New CEO Mark FitzPatrick, who joined last year, thinks the opportunity for the company is huge. One in eight financial advisers in the UK work for SJP, and FitzPatrick believes the overall market for financial advice is likely to grow due to an ageing population and changes to UK pension rules. 

But others are more pessimistic. New regulations which impose a legal obligation on companies to treat their customers fairly have been described as a “complete body blow” for SJP by Richard Buxton, a fund manager who has held its shares in the past.

David McCann, an analyst at stockbrokers Numis, said that “what has become more questionable over the past year . . . for SJP in particular, is how much profit per unit of client assets will firms be able to achieve for shareholders in the future?

“The answer is no longer as clear as it once was.” Read the full story here

Chart of the week

Column chart of €bn showing demand dips for latest BTP Valore issue

The amount of debt Italy sold directly to its citizens dropped sharply this week in a sign that the government may not be able to rely so heavily on households to meet its borrowing needs in the future. 

Italians bought €11.3bn of so-called BTP Valore bonds in a five-day sale which closed on Friday, much lower than the previous three offerings which raised €18.2bn, €17.2bn and €18.3bn respectively.

Analysts warned that the result meant that Italy may have to rely more on demand from institutional investors to meet its funding needs, especially after the government extended a large tax relief scheme for private investment.

Retail demand has been a key source of funding for Italy’s looming debt pile, with around €75bn sold directly to households since the start of last year. 

“After the very strong demand for Italian government bonds that we have seen in recent months, this could be a first sign that the retail market is becoming somewhat saturated,” said Christian Kopf, head of fixed income at Union Investment

Five unmissable stories this week

Bridgewater Associates’ new chief executive Nir Bar Dea said he had overhauled the hedge fund after just a year in charge, in a bid to restore the firm’s investment performance and mark a break from founder Ray Dalio.

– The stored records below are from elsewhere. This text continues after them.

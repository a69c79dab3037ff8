//! Keyword-traffic classification
//!
//! Assigns every search keyword one category from a fixed nine-way
//! taxonomy, sorts the tables by (category rank, traffic), writes each
//! classified table plus their merge, and reports per-category counts.
//!
//! ```rust,ignore
//! use kwtriage_core::{Category, classify};
//!
//! assert_eq!(classify("怎么注册账号"), Category::Registration);
//! assert_eq!(classify("随便打个字").label(), "9.其他");
//! ```

#![deny(clippy::print_stdout, clippy::print_stderr)]

pub mod classifier;
pub mod config;
pub mod csv_io;
pub mod errors;
pub mod pipeline;
pub mod report;
pub mod row_set;
pub mod taxonomy;

pub use classifier::{Classification, RULES, RuleGroup, RuleSet, classify, classify_detailed};
pub use config::{PipelineConfig, RunPlan};
pub use csv_io::{CsvOptions, load_row_set, read_row_set, save_row_set, write_row_set};
pub use errors::{ErrorCategory, KeywordError, Result};
pub use pipeline::Pipeline;
pub use report::{CategoryHistogram, OutputReport, RunSummary};
pub use row_set::{KeywordRecord, RowSet};
pub use taxonomy::Category;

/// kwtriage version
pub const VERSION: &str = env!("CARGO_PKG_VERSION");
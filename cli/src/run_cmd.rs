//! `kwtriage run`: the two-file classification pipeline

use std::path::PathBuf;

use anyhow::{Context, Result};
use clap::Parser;
use kwtriage_core::{KeywordError, PipelineConfig, RunSummary, pipeline};

#[derive(Debug, Parser)]
pub struct RunArgs {
    /// First keyword file (needs `Keyword` and `Traffic` columns)
    #[arg(value_name = "FIRST")]
    pub first: PathBuf,

    /// Second keyword file
    #[arg(value_name = "SECOND")]
    pub second: PathBuf,

    /// Config file (default: ./kwtriage.toml, then ~/.config/kwtriage/config.toml)
    #[arg(long, value_name = "PATH")]
    pub config: Option<PathBuf>,

    /// Classified copy of FIRST (default: <FIRST stem>_classified.csv)
    #[arg(long, value_name = "PATH")]
    pub first_output: Option<PathBuf>,

    /// Classified copy of SECOND (default: <SECOND stem>_classified.csv)
    #[arg(long, value_name = "PATH")]
    pub second_output: Option<PathBuf>,

    /// Merged output (default: keywords_combined_classified.csv beside FIRST)
    #[arg(long, value_name = "PATH")]
    pub combined_output: Option<PathBuf>,

    /// Header of the added category column
    #[arg(long, value_name = "NAME")]
    pub category_column: Option<String>,

    /// Field delimiter (single ASCII character)
    #[arg(long, value_name = "CHAR")]
    pub delimiter: Option<char>,

    /// Do not prefix outputs with a UTF-8 BOM
    #[arg(long)]
    pub no_bom: bool,

    /// Print the report as JSON
    #[arg(long)]
    pub json: bool,
}

/// Config file values overridden by command-line arguments
pub fn build_config(args: &RunArgs) -> Result<PipelineConfig> {
    let mut cfg = PipelineConfig::load(args.config.as_deref())
        .context("failed to load kwtriage configuration")?;

    cfg.first_input = Some(args.first.clone());
    cfg.second_input = Some(args.second.clone());
    if let Some(path) = &args.first_output {
        cfg.first_output = Some(path.clone());
    }
    if let Some(path) = &args.second_output {
        cfg.second_output = Some(path.clone());
    }
    if let Some(path) = &args.combined_output {
        cfg.combined_output = Some(path.clone());
    }
    if let Some(column) = &args.category_column {
        cfg.category_column = column.clone();
    }
    if let Some(delimiter) = args.delimiter {
        cfg.delimiter = delimiter;
    }
    if args.no_bom {
        cfg.write_bom = false;
    }
    Ok(cfg)
}

pub fn run_pipeline(args: &RunArgs) -> Result<RunSummary> {
    let cfg = build_config(args)?;
    let plan = cfg.resolve().context("invalid run configuration")?;
    let summary = pipeline::run(&plan).context("classification run failed")?;
    Ok(summary)
}

/// Map an error chain to the documented exit code
pub fn exit_code_for(err: &anyhow::Error) -> i32 {
    err.chain()
        .find_map(|cause| cause.downcast_ref::<KeywordError>())
        .map_or(1, |e| e.category().exit_code())
}

pub(crate) fn run(args: RunArgs) -> i32 {
    match run_pipeline(&args) {
        Ok(summary) => {
            if args.json {
                match summary.to_json() {
                    Ok(json) => println!("{json}"),
                    Err(e) => {
                        eprintln!("Error: failed to serialize report: {e}");
                        return 1;
                    }
                }
            } else {
                println!("{}", summary.summary_text());
            }
            0
        }
        Err(err) => {
            eprintln!("Error: {err:#}");
            exit_code_for(&err)
        }
    }
}
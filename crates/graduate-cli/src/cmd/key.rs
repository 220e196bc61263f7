use crate::output::print_json;
use graduate_core::keys;

pub fn run(json: bool) -> anyhow::Result<()> {
    let path = keys::default_public_key()?;
    let key = keys::read_public_key(&path)?;
    if json {
        print_json(&serde_json::json!({ "path": path, "key": key }))?;
    } else {
        println!("{key}");
    }
    Ok(())
}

Bar Dea, a former military officer, is trying to turn the page on the $160bn behemoth’s drawn-out succession plan, high staff turnover and underwhelming performance. 

Argentum Exploration, a company controlled by hedge fund manager Sir Paul Marshall has lost a legal battle with the South African government over $43mn of silver bars recovered from a second world war wreck in the Indian Ocean. The UK’s Supreme Court sided with the government in Pretoria, which had argued it did not owe Marshall’s salvage company payment for the silver bars, which had been purchased by the then Union of South Africa from the Indian government in 1942.

Calpers, the US’s biggest public pension plan, is considering a vote against ExxonMobil chief executive Darren Woods’ re-election to the company board. This comes as shareholder discontent brews over a lawsuit it filed against two climate-focused investors, Dutch shareholder group Follow This and US investment adviser Arjuna Capital, to block a resolution they introduced demanding it do more to cut its greenhouse gas emissions.

Silver Lake, the technology-focused private equity group behind Dell and Endeavor, has raised its largest fund to date as it shifts its focus back to big takeovers and halts the smaller-sized bets it believes have backfired in recent years. The US-based group has raised $20.5bn for its seventh private equity fund, bucking a trend of shrinking fund sizes at large private capital groups as pension funds cut their exposure to unlisted assets.

‘To what end?’: the murky question of Bill Hwang’s motive in the Archegos Capital Management trial, which kicked off last week. Three years on from the dramatic collapse of Hwang’s Archegos fund, which left several banks nursing huge losses, the government is still struggling to pinpoint a criminal motive behind his alleged scheme. Don’t miss the Behind the Money podcast on the “novel” case prosecutors plan to pursue.